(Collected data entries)
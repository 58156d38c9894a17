//! Attempt scoring.
//!
//! Grades every answered item of an assessment and aggregates the total
//! score and per-topic tallies.

use std::collections::HashMap;

use serde::{Deserialize, Serialize};

use crate::error::AssessmentError;
use crate::grader::grade_answer;
use crate::model::{AssessmentDefinition, AttemptResult, GradedItem, Level, SubmittedAnswer, TopicProfile};
use crate::profile::{build_topic_profile, weak_topics, TopicTallies};
use crate::traits::QuestionSource;

/// Aggregated outcome of grading one submission.
#[derive(Debug, Clone, Serialize, Deserialize)]
pub struct AttemptScore {
    pub assessment_id: String,
    /// `100 * sum(weights of correct items) / item count`.
    pub score_percent: f64,
    /// Per-topic counters. A question with N topics feeds N counters.
    pub tallies: TopicTallies,
    /// Graded items in assessment order. Unanswered items are absent.
    pub items: Vec<GradedItem>,
}

impl AttemptScore {
    pub fn topics_profile(&self) -> TopicProfile {
        build_topic_profile(&self.tallies)
    }

    /// Freeze into an immutable attempt result.
    pub fn into_result(self, level_estimate: Option<Level>) -> AttemptResult {
        let topics_profile = self.topics_profile();
        let weak_topics = weak_topics(&topics_profile);
        AttemptResult {
            assessment_id: self.assessment_id,
            total_score_percent: self.score_percent,
            topics_profile,
            weak_topics,
            level_estimate,
            items: self.items,
        }
    }
}

/// Score a submission against an assessment definition.
///
/// Only items with a submitted answer are graded and tallied, but the
/// percentage is taken over all items, so skipped items count as zero.
/// When a question id is answered more than once the first answer counts.
pub fn score_attempt<Q>(
    definition: &AssessmentDefinition,
    questions: &Q,
    answers: &[SubmittedAnswer],
) -> Result<AttemptScore, AssessmentError>
where
    Q: QuestionSource + ?Sized,
{
    if definition.items.is_empty() {
        return Err(AssessmentError::EmptyAssessment(definition.id.clone()));
    }

    let mut by_question: HashMap<&str, &SubmittedAnswer> = HashMap::new();
    for answer in answers {
        by_question.entry(answer.question_id.as_str()).or_insert(answer);
    }

    let mut total_score = 0.0;
    let mut tallies = TopicTallies::new();
    let mut items = Vec::new();

    for item in &definition.items {
        let Some(answer) = by_question.get(item.question_id.as_str()) else {
            continue;
        };
        let Some(question) = questions.question(&item.question_id) else {
            tracing::warn!(
                "assessment '{}' references unknown question '{}', scoring it as zero",
                definition.id,
                item.question_id
            );
            continue;
        };

        let correct = grade_answer(question, answer.answer.as_ref());
        let score = if correct { item_weight(item.weight) } else { 0.0 };
        total_score += score;

        for topic in &question.topics {
            tallies.entry(topic.clone()).or_default().record(correct);
        }

        items.push(GradedItem {
            question_id: question.id.clone(),
            correct,
            score,
            topics: question.topics.clone(),
        });
    }

    let score_percent = 100.0 * total_score / definition.items.len() as f64;
    tracing::debug!(
        "scored '{}': {}/{} answered, {score_percent:.1}%",
        definition.id,
        items.len(),
        definition.items.len()
    );

    Ok(AttemptScore {
        assessment_id: definition.id.clone(),
        score_percent,
        tallies,
        items,
    })
}

fn item_weight(weight: f64) -> f64 {
    if weight.is_finite() {
        weight.clamp(0.0, 1.0)
    } else {
        0.0
    }
}

#[cfg(test)]
mod tests {
    use super::*;
    use crate::bank::QuestionBank;
    use crate::model::{AnswerKey, AssessmentItem, Question, QuestionKind};

    fn numeric(id: &str, key: f64, topics: &[&str]) -> Question {
        Question {
            id: id.into(),
            stem: String::new(),
            kind: QuestionKind::Numeric,
            options: vec![],
            answer_key: Some(AnswerKey::Number(key)),
            topics: topics.iter().map(|t| t.to_string()).collect(),
            difficulty: 2,
        }
    }

    fn definition(items: &[(&str, f64)]) -> AssessmentDefinition {
        AssessmentDefinition {
            id: "placement".into(),
            title: String::new(),
            grade_range: vec![],
            items: items
                .iter()
                .map(|(id, w)| AssessmentItem {
                    question_id: id.to_string(),
                    weight: *w,
                    difficulty: None,
                })
                .collect(),
            active: true,
        }
    }

    fn bank() -> QuestionBank {
        QuestionBank::new(vec![
            numeric("q1", 1.0, &["kinematics"]),
            numeric("q2", 2.0, &["kinematics", "forces"]),
            numeric("q3", 3.0, &["forces"]),
            numeric("q4", 4.0, &["energy"]),
        ])
    }

    #[test]
    fn empty_assessment_is_rejected() {
        let err = score_attempt(&definition(&[]), &bank(), &[]).unwrap_err();
        assert_eq!(err, AssessmentError::EmptyAssessment("placement".into()));
    }

    #[test]
    fn percent_is_over_all_items() {
        let def = definition(&[("q1", 1.0), ("q2", 1.0), ("q3", 1.0), ("q4", 1.0)]);
        let answers = vec![
            SubmittedAnswer::new("q1", 1.0),
            SubmittedAnswer::new("q2", 5.0),
            SubmittedAnswer::new("q3", 3.0),
        ];
        let score = score_attempt(&def, &bank(), &answers).unwrap();
        assert!((score.score_percent - 50.0).abs() < 1e-9);
        assert_eq!(score.items.len(), 3);
        assert!(!score.tallies.contains_key("energy"));
    }

    #[test]
    fn weights_scale_the_score() {
        let def = definition(&[("q1", 0.5), ("q2", 1.0)]);
        let answers = vec![SubmittedAnswer::new("q1", 1.0), SubmittedAnswer::new("q2", 0.0)];
        let score = score_attempt(&def, &bank(), &answers).unwrap();
        assert!((score.score_percent - 25.0).abs() < 1e-9);
        assert_eq!(score.items[0].score, 0.5);
        assert_eq!(score.items[1].score, 0.0);
    }

    #[test]
    fn multi_topic_questions_feed_every_counter() {
        let def = definition(&[("q1", 1.0), ("q2", 1.0), ("q3", 1.0)]);
        let answers = vec![
            SubmittedAnswer::new("q1", 0.0),
            SubmittedAnswer::new("q2", 2.0),
            SubmittedAnswer::new("q3", 0.0),
        ];
        let score = score_attempt(&def, &bank(), &answers).unwrap();
        assert_eq!(score.tallies["kinematics"].total, 2);
        assert_eq!(score.tallies["kinematics"].correct, 1);
        assert_eq!(score.tallies["forces"].total, 2);
        assert_eq!(
            score.tallies.keys().collect::<Vec<_>>(),
            vec!["kinematics", "forces"]
        );
    }

    #[test]
    fn answer_order_does_not_matter() {
        let def = definition(&[("q1", 0.3), ("q2", 0.7), ("q3", 1.0), ("q4", 0.1)]);
        let mut answers = vec![
            SubmittedAnswer::new("q1", 1.0),
            SubmittedAnswer::new("q2", 2.0),
            SubmittedAnswer::new("q3", 9.0),
            SubmittedAnswer::new("q4", 4.0),
        ];
        let forward = score_attempt(&def, &bank(), &answers).unwrap();
        answers.reverse();
        let backward = score_attempt(&def, &bank(), &answers).unwrap();
        assert_eq!(forward.score_percent, backward.score_percent);
        assert_eq!(forward.items, backward.items);
    }

    #[test]
    fn blank_and_foreign_answers() {
        let def = definition(&[("q1", 1.0), ("q2", 1.0)]);
        let answers = vec![
            SubmittedAnswer::blank("q1"),
            SubmittedAnswer::new("q9", 1.0),
            SubmittedAnswer::new("q2", 2.0),
            SubmittedAnswer::new("q2", 7.0),
        ];
        let score = score_attempt(&def, &bank(), &answers).unwrap();
        assert!((score.score_percent - 50.0).abs() < 1e-9);
        assert!(!score.items[0].correct);
        assert!(score.items[1].correct);
        assert_eq!(score.tallies["kinematics"].total, 2);
    }

    #[test]
    fn unknown_questions_score_zero() {
        let def = definition(&[("q1", 1.0), ("missing", 1.0)]);
        let answers = vec![SubmittedAnswer::new("q1", 1.0), SubmittedAnswer::new("missing", 1.0)];
        let score = score_attempt(&def, &bank(), &answers).unwrap();
        assert!((score.score_percent - 50.0).abs() < 1e-9);
        assert_eq!(score.items.len(), 1);
    }

    #[test]
    fn into_result_carries_profile_and_weak_topics() {
        let def = definition(&[("q1", 1.0), ("q3", 1.0), ("q4", 1.0)]);
        let answers = vec![
            SubmittedAnswer::new("q1", 0.0),
            SubmittedAnswer::new("q3", 3.0),
            SubmittedAnswer::new("q4", 4.0),
        ];
        let score = score_attempt(&def, &bank(), &answers).unwrap();
        let profile = score.topics_profile();
        let result = score.into_result(Some(Level::L2));
        assert_eq!(result.topics_profile, profile);
        assert_eq!(result.weak_topics, vec!["kinematics"]);
        assert_eq!(result.topics_profile["forces"], 1.0);
        assert_eq!(result.level_estimate, Some(Level::L2));
    }
}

-- Action item --
Which of the lines above carry the string "AttemptResult"? Copy every one.

-- Response to the exercise --
use crate::model::{AssessmentDefinition, AttemptResult, GradedItem, Level, SubmittedAnswer, TopicProfile};
    pub fn into_result(self, level_estimate: Option<Level>) -> AttemptResult {
        AttemptResult {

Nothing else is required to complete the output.